> EXERCISE MATERIALS
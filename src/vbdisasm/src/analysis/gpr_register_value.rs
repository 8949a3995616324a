/* SPDX-FileCopyrightText: © 2025 Decompollaborate */
/* SPDX-License-Identifier: MIT */

use core::{fmt, ops};

/// What is statically known about the contents of a register.
///
/// Every operation propagates [`Unknown`](GprRegisterValue::Unknown): combining anything with an
/// unknown value yields an unknown value. All arithmetic wraps at 32 bits.
#[derive(Debug, Clone, Copy, Hash, PartialEq, Eq, PartialOrd, Ord, Default)]
pub enum GprRegisterValue {
    Known(u32),
    #[default]
    Unknown,
}

impl GprRegisterValue {
    pub const fn known(&self) -> Option<u32> {
        match self {
            Self::Known(value) => Some(*value),
            Self::Unknown => None,
        }
    }

    pub const fn is_known(&self) -> bool {
        matches!(self, Self::Known(_))
    }

    pub fn map<F>(self, f: F) -> Self
    where
        F: FnOnce(u32) -> u32,
    {
        match self {
            Self::Known(value) => Self::Known(f(value)),
            Self::Unknown => Self::Unknown,
        }
    }

    pub fn zip_with<F>(self, other: Self, f: F) -> Self
    where
        F: FnOnce(u32, u32) -> u32,
    {
        match (self, other) {
            (Self::Known(a), Self::Known(b)) => Self::Known(f(a, b)),
            _ => Self::Unknown,
        }
    }
}

impl GprRegisterValue {
    pub fn wrapping_add(self, rhs: Self) -> Self {
        self.zip_with(rhs, u32::wrapping_add)
    }

    pub fn wrapping_sub(self, rhs: Self) -> Self {
        self.zip_with(rhs, u32::wrapping_sub)
    }

    /// Only the low 5 bits of `amount` are used.
    pub fn shl(self, amount: Self) -> Self {
        self.zip_with(amount, |value, amount| value << (amount & 0x1F))
    }

    /// Logical shift right. Only the low 5 bits of `amount` are used.
    pub fn shr(self, amount: Self) -> Self {
        self.zip_with(amount, |value, amount| value >> (amount & 0x1F))
    }

    /// Arithmetic shift right. Only the low 5 bits of `amount` are used.
    pub fn sar(self, amount: Self) -> Self {
        self.zip_with(amount, |value, amount| {
            ((value as i32) >> (amount & 0x1F)) as u32
        })
    }
}

impl From<u32> for GprRegisterValue {
    fn from(value: u32) -> Self {
        Self::Known(value)
    }
}

impl From<Option<u32>> for GprRegisterValue {
    fn from(value: Option<u32>) -> Self {
        match value {
            Some(value) => Self::Known(value),
            None => Self::Unknown,
        }
    }
}

impl ops::BitOr for GprRegisterValue {
    type Output = Self;

    fn bitor(self, rhs: Self) -> Self::Output {
        self.zip_with(rhs, |a, b| a | b)
    }
}

impl ops::BitAnd for GprRegisterValue {
    type Output = Self;

    fn bitand(self, rhs: Self) -> Self::Output {
        self.zip_with(rhs, |a, b| a & b)
    }
}

impl ops::BitXor for GprRegisterValue {
    type Output = Self;

    fn bitxor(self, rhs: Self) -> Self::Output {
        self.zip_with(rhs, |a, b| a ^ b)
    }
}

impl ops::Not for GprRegisterValue {
    type Output = Self;

    fn not(self) -> Self::Output {
        self.map(|a| !a)
    }
}

impl fmt::Display for GprRegisterValue {
    fn fmt(&self, f: &mut fmt::Formatter<'_>) -> fmt::Result {
        match self {
            Self::Known(value) => write!(f, "0x{:08X}", value),
            Self::Unknown => write!(f, "?"),
        }
    }
}
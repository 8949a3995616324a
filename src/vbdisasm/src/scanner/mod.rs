/* SPDX-FileCopyrightText: © 2025 Decompollaborate */
/* SPDX-License-Identifier: MIT */

mod scan_hit;
mod vip_scanner;

pub use scan_hit::{ScanHit, ScanHitKind, SourceOperand};
pub use vip_scanner::{scan_vip_writes, VipScanner};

> EXERCISE REQUIREMENTS
For the word "impl", count how many lines of the entries contain it; give the number and nothing more.

> TASK ANSWER
9